ヒトラーと戦った22日間のMasaichiYaguchiのレビュー・感想・評価

ヒトラーと戦った22日間(2018年製作の映画)
3.7
実話を元に映画化された本作を観るまで、第2次世界大戦下でこのようなことが起こっていたことを知らなかった。
原題の〝Sobibor〟(ソビボル)はアウシュビッツと並ぶ絶滅収容所で、ここにソ連の軍人アレクサンドル・ペチェルスキーが移送されたところから物語は幕を開ける。
通称サーシャと呼ばれる主人公は実在の人物で、本作で描かれたことを含め、小説や漫画等の創作世界ならともかく、これ程波瀾万丈な人生を歩んだ人というのもいないのではないかと思う。

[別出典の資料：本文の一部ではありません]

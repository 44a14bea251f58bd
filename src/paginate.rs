//! Offset/limit pagination over any listing call.

use std::future::Future;

use crate::models::Listing;
use crate::politeness::{DelaySite, PolitenessScheduler};
use crate::traits::ApiError;

/// Drain a `start`/`limit` listing call into one vector.
///
/// Starts at offset 0 and keeps requesting pages of `page_size`. A page whose
/// returned count is below `page_size` ends the enumeration; otherwise the
/// offset advances by the returned count and the scheduler pauses at `site`
/// before the next request.
///
/// Any failed page aborts the whole enumeration: items from earlier pages
/// are discarded and the error is returned.
///
/// A `page_size` of zero could never produce a short page, so it yields an
/// empty result without calling `list`.
pub async fn enumerate<T, F, Fut>(
    mut list: F,
    page_size: usize,
    scheduler: &PolitenessScheduler,
    site: DelaySite,
) -> Result<Vec<T>, ApiError>
where
    F: FnMut(usize, usize) -> Fut,
    Fut: Future<Output = Result<Listing<T>, ApiError>>,
{
    if page_size == 0 {
        tracing::warn!("listing requested with page size 0; nothing fetched");
        return Ok(Vec::new());
    }

    let mut offset = 0usize;
    let mut all = Vec::new();

    loop {
        let page = list(offset, page_size).await?;
        let returned = page.returned_count();
        all.extend(page.results);

        tracing::debug!(start = offset, returned, total = all.len(), "fetched listing page");

        if returned < page_size {
            break;
        }
        offset += returned;
        scheduler.delay(site).await;
    }

    Ok(all)
}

絶対強者が支配する不条理な世界で、常に死と隣り合わせの日々を送りながら彼は戦い続けている。
彼は過去の失敗の痛手を引き摺りながら、ソビボルで繰り広げられる〝地獄絵図〟を目の当たりにして再び奮起する。
絶滅収容所をモチーフにした他の作品同様、本作にも大量の死が登場する。
例に漏れずナチスが家畜の如くユダヤ人を殺戮していくのだが、そこには人間的感情はなく、恰も殺人マシーンを見ているようだ。
ただ本作では終盤に殺し合いが繰り広げられていて、そこに出てくる〝死〟は同じ死でも血が通った人間味のあるものだと思う。
ナチスのホロコーストに一矢報いた歴史秘話を描く本作は、一人の傑出した不屈の男の生き様と、名も無き人々の無償の勇気を浮き彫りにする。